Want to Move to Spain? Here’s How…

Family toasting wineglasses at table. People are enjoying outside house. They are resting in yard.Morsa Images

Many thousands of visitors to Spain have become so enamoured of it that they decide to retire or otherwise put down roots in this fair country due not only to its innate appeal but its afforability (and for many, its progressiveness). The home of Iberia Airlines offers culture ranging from prehistoric to cutting-edge modern, natural landscapes from beaches to deserts to snow-capped peaks, every style of architecture imaginable, and of course tempting gastronomic delights at every turn. And did I mention the Mediterranean climate? What’s not to like, right?

Some like it so much, in fact, that they dream of a longer stay than your average holiday  can provide. For some, it might be a stint studying in one of Spain’s world-class universities; for others, the life of the working expat is very appealing; and still others, generally pensioners and people of independent means, seek to move here long-term or even permanently. If any of these describe your own aspirations, short-term or long, read on.


Study in Spain

Whether you’re looking to study the language of Cervantes in situ or get an international degree to advance your career, your first step is to get accepted into an institution of higher learning. The official Study in Spain website, developed to offer educational opportunities here for international students, provides useful resources such as lists of suitable institutions by province. Let’s say you are looking for an MBA, and you fell in love with Zaragoza on your last visit to the country. A quick click on the autonomous region of Aragón will guide you to the right institution, with links to its home page for further information.

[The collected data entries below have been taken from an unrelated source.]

use bytes::Bytes;
use futures_core::Stream;
use serde::{Deserialize, Serialize};
use std::pin::Pin;

use crate::MediaResult;

/// Stream of bytes exchanged between the transport and the storage backend
pub type ByteStream = Pin<Box<dyn Stream<Item = Result<Bytes, std::io::Error>> + Send>>;

/// Outbound frames of a streaming download
pub type DownloadFrames = Pin<Box<dyn Stream<Item = MediaResult<DownloadFrame>> + Send>>;

/// Path of a stored object, e.g. `2024/01/01/<uuid>.png`
#[derive(Debug, Clone, PartialEq, Eq, Hash, Serialize, Deserialize)]
pub struct StorageKey(pub String);

impl StorageKey {
    /// Create from existing string
    pub fn from_string(key: String) -> Self {
        Self(key)
    }

    /// Get the inner string
    pub fn as_str(&self) -> &str {
        &self.0
    }

    pub fn into_string(self) -> String {
        self.0
    }
}

impl std::fmt::Display for StorageKey {
    fn fmt(&self, f: &mut std::fmt::Formatter<'_>) -> std::fmt::Result {
        write!(f, "{}", self.0)
    }
}

impl AsRef<str> for StorageKey {
    fn as_ref(&self) -> &str {
        &self.0
    }
}

/// Metadata announced at the start of a transfer.
///
/// On upload it is supplied by the caller and consumed once to build the
/// storage key and content type; it is not persisted. On download only
/// `file_name` is filled (with the requested path).
#[derive(Debug, Clone, Default, PartialEq, Eq, Serialize, Deserialize)]
pub struct FileMetadata {
    pub file_name: String,
    /// Advisory size; 0 means unknown
    pub file_size: u64,
    pub content_type: String,
}

impl FileMetadata {
    pub fn new<S: Into<String>>(file_name: S) -> Self {
        Self {
            file_name: file_name.into(),
            ..Self::default()
        }
    }

    pub fn with_file_size(mut self, file_size: u64) -> Self {
        self.file_size = file_size;
        self
    }

    pub fn with_content_type<S: Into<String>>(mut self, content_type: S) -> Self {
        self.content_type = content_type.into();
        self
    }

    /// Size hint to hand to the store, `None` when unknown
    pub fn size_hint(&self) -> Option<u64> {
        (self.file_size > 0).then_some(self.file_size)
    }

    /// Content type to hand to the store, `None` when not supplied
    pub fn content_type(&self) -> Option<&str> {
        (!self.content_type.is_empty()).then_some(self.content_type.as_str())
    }
}

/// Inbound frame of a streaming upload
#[derive(Debug, Clone, PartialEq, Eq)]
pub enum UploadFrame {
    Metadata(FileMetadata),
    /// An empty payload is accepted and ignored
    Chunk(Bytes),
}

/// Outbound frame of a streaming download
#[derive(Debug, Clone, PartialEq, Eq)]
pub enum DownloadFrame {
    Metadata(FileMetadata),
    Chunk(Bytes),
}

impl DownloadFrame {
    /// Payload of a chunk frame
    pub fn chunk(&self) -> Option<&Bytes> {
        match self {
            DownloadFrame::Chunk(bytes) => Some(bytes),
            DownloadFrame::Metadata(_) => None,
        }
    }
}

Once accepted, you will need to apply for a visa. The Studying in Spain section of the Ministry of the Exterior website will help clarify your particular visa requirements; non-European Union citizens, for example, must obtain a visa, which will include the initial authorisation to stay in Spain. However, depending on your nationality, you may be exempt from this requirement if your stay in Spain is less than three months. If longer than six months, apart from the visa, you will also need a foreign student identity card, which you can procure at your local Foreigners Office or police station. Once you’re ready to apply for the visa, you will need to do so through your nearest Spanish embassy or consulate, which will be able to orient you as you navigate through the process, making sure to leave enough time (at least seven to 10 weeks) before the start of classes so that your papers come through on time. Note that this application must be filed in your home country, not once you’re in Spain.

Working in Spain

Perhaps the trickiest option, to work in Spain you need a work permit, and to get a work permit, first you need a job offer. That may sound like a catch-22, but it simply means that you must search for an employer willing to hire you, and your would-be employer must request authorisation for you to work legally in the country. Naturally, like most countries, Spain protects its citizens’ livelihood first, so the employer will have to prove that the job opening has been advertised and no candidates from Spain or the European Union were found to meet the requirements of the position. Clearly this is not a common occurrence, so unless you happen to work in a so-called “shortage occupation,” this may be a tall order.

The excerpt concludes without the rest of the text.